The study, “An International Physician Survey of Chronic Thromboembolic Pulmonary Hypertension Management,” was published in the journal Pulmonary Circulation.
The study was conducted in five European countries (France, Germany, Italy, Spain, and the United Kingdom), the United States, Argentina, and Japan. A total of 496 physicians participated in the survey, including specialists from PH centers as well as non-PH centers who provided medical records of 1,748 patients with CTEPH.
Across all regions, physicians reported that at diagnosis, the majority of patients had significant functional limitations and were referred to them by pulmonologists, cardiologists, or internal medicine physicians for evaluation or treatment.
During diagnosis assessment, 81 to 98 percent of patients underwent echocardiography, the most commonly used technique. Other methods, such as right heart catheterization, computed tomography (CT) angiography, lung function test, and chest x-ray, were used less frequently and varied widely among regions. Only 33 to 54 percent of patients underwent a ventilation/perfusion (V/Q) scan during their diagnostic workup, even though this is recommended for all patients with pulmonary hypertension to screen for CTEPH.
Pulmonary endarterectomy (PEA), a surgical method to clear the pulmonary blood vessels, is the standard treatment for CTEPH patients and is potentially curative. However, it is not always considered in the management of the disease.
The study found that Japan had the lowest rate of PEA assessment, with only 25 percent of patients evaluated for it. In Europe, 44 percent of the patients were evaluated for PEA, while in the U.S. and Argentina, one-third of patients were evaluated.
In all regions, these low PEA evaluation rates were mainly due to patient refusal and low referral for PEA treatment, with surgery only considered if drug therapy failed. Additionally, the authors reported that evaluation for PEA was more common in PH centers than in non-PH centers.
Single drug therapy was the most common therapeutic strategy, with 58 to 73 percent of CTEPH patients receiving it.

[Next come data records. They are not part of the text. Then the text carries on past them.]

use super::types::{
    GraphQlResponse, HOMES_QUERY, HomesData, PRICE_INFO_QUERY, PriceData, PriceInfo,
};
use super::{HomeInfo, HomePrices, ProviderConnection};
use crate::config::TibberConfig;
use crate::error::{PriceError, Result};
use crate::logging::{StructuredLogger, get_logger};
use async_trait::async_trait;
use reqwest::StatusCode;
use reqwest::header::{ACCEPT, AUTHORIZATION, CONTENT_TYPE, USER_AGENT};
use serde::de::DeserializeOwned;
use serde_json::json;
use std::time::Duration;

/// Tibber GraphQL API connection
pub struct TibberConnection {
    http: reqwest::Client,
    api_url: String,
    access_token: String,
    logger: StructuredLogger,
}

impl TibberConnection {
    /// Build a connection from configuration; an empty token is rejected up front
    pub fn new(cfg: &TibberConfig) -> Result<Self> {
        let access_token = cfg.access_token.trim().to_string();
        if access_token.is_empty() {
            return Err(PriceError::auth("No Tibber access token configured"));
        }

        let http = reqwest::Client::builder()
            .timeout(Duration::from_secs(cfg.request_timeout_seconds))
            .build()?;

        Ok(Self {
            http,
            api_url: cfg.api_url.clone(),
            access_token,
            logger: get_logger("tibber"),
        })
    }

    async fn query<T: DeserializeOwned>(
        &self,
        query: &str,
        variables: serde_json::Value,
    ) -> Result<T> {
        let resp = self
            .http
            .post(&self.api_url)
            .header(AUTHORIZATION, format!("Bearer {}", self.access_token))
            .header(CONTENT_TYPE, "application/json")
            .header(ACCEPT, "application/json")
            .header(
                USER_AGENT,
                concat!("tibber-future-prices/", env!("CARGO_PKG_VERSION")),
            )
            .json(&json!({ "query": query, "variables": variables }))
            .send()
            .await?;

        let status = resp.status();
        if status == StatusCode::UNAUTHORIZED || status == StatusCode::FORBIDDEN {
            self.logger
                .error(&format!("Tibber API rejected the access token: {status}"));
            return Err(PriceError::auth(format!("Tibber API returned {status}")));
        }
        if !status.is_success() {
            self.logger.error(&format!("Tibber API error: {status}"));
            return Err(PriceError::api(format!("Tibber API returned {status}")));
        }

        let bytes = resp.bytes().await?;
        let body: GraphQlResponse<T> = serde_json::from_slice(&bytes)
            .map_err(|e| PriceError::api(format!("Invalid Tibber API response: {e}")))?;
        if let Some(first) = body.errors.as_ref().and_then(|errors| errors.first()) {
            self.logger
                .error(&format!("Tibber API GraphQL error: {}", first.message));
            return Err(PriceError::api(first.message.clone()));
        }

        body.data
            .ok_or_else(|| PriceError::api("Tibber API response contained no data"))
    }
}

#[async_trait]
impl ProviderConnection for TibberConnection {
    async fn homes(&self, only_active: bool) -> Result<Vec<HomeInfo>> {
        let data: HomesData = self.query(HOMES_QUERY, json!({})).await?;
        let homes: Vec<HomeInfo> = data
            .viewer
            .homes
            .unwrap_or_default()
            .into_iter()
            .map(HomeInfo::from)
            .filter(|home| !only_active || home.is_active())
            .collect();

        if homes.is_empty() {
            self.logger.warn("No homes in Tibber account");
        } else {
            self.logger
                .debug(&format!("Tibber account has {} home(s)", homes.len()));
        }
        Ok(homes)
    }

    async fn update_info_and_price_info(&self, home_id: &str) -> Result<HomePrices> {
        let data: PriceData = self
            .query(PRICE_INFO_QUERY, json!({ "homeId": home_id }))
            .await?;

        let home = data
            .viewer
            .home
            .ok_or_else(|| PriceError::api(format!("Unknown Tibber home {home_id}")))?;

        let info = home
            .current_subscription
            .and_then(|s| s.price_info)
            .unwrap_or_else(PriceInfo::default);

        Ok(HomePrices::from(info))
    }
}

Phosphodiesterase 5 inhibitors, such as Adcirca or Revatio, were commonly used in the U.S. and Europe as a monotherapy, but also in combination with other drugs, such as endothelin receptor antagonists (Volibris, Tracleer, or Opsumit) and prostaglandins (Flolan, Ventavis, or Remodulin).

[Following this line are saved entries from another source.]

mod common;

use common::{FakeConnection, oslo_clock};
use std::sync::Arc;
use std::time::Duration;
use tibber_future_prices::clock::Clock;
use tibber_future_prices::coordinator::RefreshSource;
use tibber_future_prices::error::PriceError;
use tibber_future_prices::integration::{EntityRegistry, IntegrationSettings, setup_entry};
use tibber_future_prices::setup::{ConfigEntryStore, ensure_entry};
use tibber_future_prices::tibber::HomeInfo;

fn settings() -> IntegrationSettings {
    IntegrationSettings {
        refresh_interval: Duration::from_secs(900),
        only_active_homes: true,
    }
}

fn two_homes() -> Arc<FakeConnection> {
    let conn = Arc::new(FakeConnection::with_homes(vec![
        HomeInfo::new("home-aaaa1111").with_nickname("Main House"),
        HomeInfo::new("home-bbbb2222"),
    ]));
    conn.set_prices(
        "home-aaaa1111",
        "NOK",
        &[("2026-10-19T13:00:00.000+02:00", 1.234)],
    );
    conn.set_prices(
        "home-bbbb2222",
        "SEK",
        &[
            ("2026-10-19T13:00:00.000+02:00", 5.678),
            ("2026-10-20T13:00:00.000+02:00", 6.0),
        ],
    );
    conn
}

fn entry() -> (tempfile::TempDir, tibber_future_prices::setup::ConfigEntry) {
    let dir = tempfile::tempdir().unwrap();
    let mut store = ConfigEntryStore::new(dir.path().join("entries.json"));
    let entry = ensure_entry(&mut store).unwrap();
    (dir, entry)
}

#[tokio::test]
async fn each_home_gets_its_own_job_and_sensor() {
    let (_dir, entry) = entry();
    let conn = two_homes();
    let clock: Arc<dyn Clock> = Arc::new(oslo_clock());
    let registry = Arc::new(EntityRegistry::new());

    let loaded = setup_entry(&entry, conn.clone(), clock, &settings(), Arc::clone(&registry))
        .await
        .unwrap();

    assert_eq!(loaded.homes().len(), 2);
    assert_eq!(registry.len(), 2);

    let main = registry.get("tibber_future_prices_main_house").unwrap();
    assert_eq!(main.name(), "Future Prices Main House");
    assert_eq!(main.native_value(), Some(1.23));
    assert_eq!(main.unit_of_measurement().as_deref(), Some("NOK"));
    assert!(main.attributes().tomorrow.is_empty());

    let other = registry.get("tibber_future_prices_home_2222").unwrap();
    assert_eq!(other.native_value(), Some(5.68));
    assert_eq!(other.unit_of_measurement().as_deref(), Some("SEK"));
    assert_eq!(other.attributes().tomorrow.len(), 1);

    // A failing home does not touch the other one
    conn.set_empty("home-bbbb2222");
    let failing = &loaded.homes()[1];
    assert!(failing.job.refresh().await.is_err());
    assert!(loaded.homes()[0].job.refresh().await.is_ok());
    assert_eq!(other.native_value(), Some(5.68));

    loaded.unload();
}

#[tokio::test]
async fn inactive_homes_are_skipped() {
    let (_dir, entry) = entry();
    let mut paused = HomeInfo::new("home-cccc3333");
    paused.subscription_status = Some("ended".to_string());
    let conn = Arc::new(FakeConnection::with_homes(vec![paused]));
    let registry = Arc::new(EntityRegistry::new());

    let loaded = setup_entry(
        &entry,
        conn.clone(),
        Arc::new(oslo_clock()),
        &settings(),
        Arc::clone(&registry),
    )
    .await
    .unwrap();

    assert!(loaded.homes().is_empty());
    assert!(registry.is_empty());
    assert_eq!(conn.calls(), 0);
}

#[tokio::test]
async fn failing_first_refresh_leaves_nothing_registered() {
    let (_dir, entry) = entry();
    let conn = two_homes();
    conn.set_error("home-bbbb2222", "timeout");
    let registry = Arc::new(EntityRegistry::new());

    let result = setup_entry(
        &entry,
        conn.clone(),
        Arc::new(oslo_clock()),
        &settings(),
        Arc::clone(&registry),
    )
    .await;

    assert!(matches!(result, Err(PriceError::NotReady { .. })));
    assert!(registry.is_empty());

    // Retrying once the provider recovers succeeds
    conn.set_prices("home-bbbb2222", "SEK", &[("2026-10-19T13:00:00.000+02:00", 1.0)]);
    let loaded = setup_entry(
        &entry,
        conn.clone(),
        Arc::new(oslo_clock()),
        &settings(),
        Arc::clone(&registry),
    )
    .await
    .unwrap();
    assert_eq!(registry.len(), 2);
    loaded.unload();
}

#[tokio::test]
async fn unload_removes_entities() {
    let (_dir, entry) = entry();
    let registry = Arc::new(EntityRegistry::new());
    let loaded = setup_entry(
        &entry,
        two_homes(),
        Arc::new(oslo_clock()),
        &settings(),
        Arc::clone(&registry),
    )
    .await
    .unwrap();
    assert_eq!(loaded.entry_id(), entry.entry_id);
    assert_eq!(registry.len(), 2);

    loaded.unload();
    assert!(registry.is_empty());
}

Overall, the authors considered that the major CTEPH inadequate management practices found in this study were related to the low usage of V/Q scans during diagnosis and the low rate of PEA evaluation and referral.
“Results from this study, which includes a global aspect of CTEPH care, demonstrate not only regional differences in CTEPH management but, more importantly, considerable nonadherence to the diagnosis and treatment guidelines for CTEPH, even in PH centers,” the authors wrote.
“These findings indicate that while algorithms for the management of CTEPH exist, they are not closely followed and that there is a need for more education of physicians managing patients with possible CTEPH.”